Design techniques and methodologies for 3D architectures have been investigated to efficiently exploit the benefits of 3D technologies. Several NoC topologies for 3D systems have been exhaustively investigated in [7–10,15,30,31]. The authors in [7] demonstrate that besides reducing the footprint in a fabricated design, 3D systems provide a better performance compared to traditional 2D systems. They have also demonstrated that both mesh and tree topologies for 3D systems achieve better performance compared to traditional 2D systems. However, the mesh topology shows significant performance gains in terms of throughput, average latency, and energy dissipation with a small area overhead [7]. In [30] different 3D mesh-based architectures have been compared in the zero-load latency, but the performance of the network with different traffic patterns and loads is also necessary to be evaluated.

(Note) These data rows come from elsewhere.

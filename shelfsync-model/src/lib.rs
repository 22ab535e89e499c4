//! Shared data model for the shelfsync upload pipeline: the durable
//! [`FileRecord`], its [`FsmState`] lifecycle, the write-ahead
//! [`UploadIntent`] log entry, and the [`ChangeSet`] produced by change
//! classification.
#![allow(missing_docs)]

pub mod change_set;
pub mod error;
pub mod hash;
pub mod ids;
pub mod record;
pub mod scan;

pub use change_set::ChangeSet;
pub use error::{ModelError, Result as ModelResult};
pub use ids::{AttemptId, RelPath};
pub use record::{ErrorClass, FileRecord, FsmState, OccToken, UploadIntent};
pub use scan::ScannedFile;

To construct an optimistic 3D mesh-based system, several 3D structures have been presented. Baseline-routers in 2D mesh-based systems have 5 ports, i.e. 4 ports are connected to adjacent routers and one for the resource node. The straight-forward extension for 3D mesh-based systems (3D-*symmetric NoC*) is to utilize routers with two additional inter-layer links by adding two physical ports to baseline-routers (one for up and one for down) [7,10,13,15,32]. As mentioned earlier, the 3D structure using such routers, not only increases the area and power overhead of the routers but also contention in the routers may arise. The electrical behavior of the relatively short and wide TSV, i.e. the low resistance, and supporting much higher signaling speeds led the authors of [10] to propose the 3D-hybrid structure. This 3D structure exploits the Dynamic Time Division Multiple Access (dTDMA) bus [33] with a centralized arbiter for the vertical communication link. Thus, moving from one layer to any of the other layers takes only one hop. However, contention issues in the bus limit the attainable performance gains [7]. That is, such structures inherently suffer from the limitation of buses since only one transmission is allowed each time over a vertical bus.

In [9], the DimDe router for 3D architectures has been proposed. The presented router uses a full 3D crossbar and a simple bus structure spanning all layers of the chip and fusing them into a single router entity. This router can minimize vertical traversal to one hop between any layers, but requires huge number of vertical connections and significantly complicates the control and arbiter of the router.

A multilayered 3D router architecture, named MIRA, is introduced for 3D systems by D. Park et al. [8]. The router components are classified as separable components (buffers, crossbar, and inter-router links) and non-separable components (arbiter and routing modules). The separable components are laid out across multiple layers to save chip area and reduce power by dynamically shutting down some inactive layers. However, such routers are too aggressive in the current technology [34].

To reduce the area footprint of TSVs, a serialization scheme for vertical channels has been presented in [17], but this scheme is only applicable with 3D-hybrid structures where each node has a dedicated vertical channel.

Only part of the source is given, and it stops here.